WHAT THIS TASK INVOLVES:
Nothing in the entries may be altered; copy them in full.

RECORDS FOR PROCESSING:
-------------------------

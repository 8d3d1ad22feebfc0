//! Request types for the parcel rate engine API.

use serde::{Deserialize, Serialize};

use crate::error::EngineResult;
use crate::models::{Package, RateRule};

/// Request body for the `/quote` endpoint.
///
/// Fields are signed so that zero and negative values reach validation
/// and are reported as invalid packages rather than as malformed JSON.
#[derive(Debug, Clone, Serialize, Deserialize)]
pub struct QuoteRequest {
    /// Length in millimeters.
    pub length: i64,
    /// Width in millimeters.
    pub width: i64,
    /// Height in millimeters.
    pub height: i64,
    /// Weight in grams.
    pub weight: i64,
}

impl QuoteRequest {
    /// Validates the request into a [`Package`].
    pub fn to_package(&self) -> EngineResult<Package> {
        Package::new(self.length, self.width, self.height, self.weight)
    }
}

/// Request body carrying a whole rule set (`PUT /rules`, `POST /rules/review`).
#[derive(Debug, Clone, Serialize, Deserialize)]
pub struct RuleSetRequest {
    /// The rules, in the order given.
    pub rules: Vec<RateRule>,
}

/// Request body carrying a single rule (`POST /rules`).
#[derive(Debug, Clone, Serialize, Deserialize)]
pub struct RuleRequest {
    /// The rule to add.
    pub rule: RateRule,
}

-------------------------

WRITTEN REPLY:
repository 8d3d1ad22feebfc0
//! Request types for the parcel rate engine API.

use serde::{Deserialize, Serialize};

use crate::error::EngineResult;
use crate::models::{Package, RateRule};

/// Request body for the `/quote` endpoint.
///
/// Fields are signed so that zero and negative values reach validation
/// and are reported as invalid packages rather than as malformed JSON.
#[derive(Debug, Clone, Serialize, Deserialize)]
pub struct QuoteRequest {
    /// Length in millimeters.
    pub length: i64,
    /// Width in millimeters.
    pub width: i64,
    /// Height in millimeters.
    pub height: i64,
    /// Weight in grams.
    pub weight: i64,
}

impl QuoteRequest {
    /// Validates the request into a [`Package`].
    pub fn to_package(&self) -> EngineResult<Package> {
        Package::new(self.length, self.width, self.height, self.weight)
    }
}

/// Request body carrying a whole rule set (`PUT /rules`, `POST /rules/review`).
#[derive(Debug, Clone, Serialize, Deserialize)]
pub struct RuleSetRequest {
    /// The rules, in the order given.
    pub rules: Vec<RateRule>,
}

/// Request body carrying a single rule (`POST /rules`).
#[derive(Debug, Clone, Serialize, Deserialize)]
pub struct RuleRequest {
    /// The rule to add.
    pub rule: RateRule,
}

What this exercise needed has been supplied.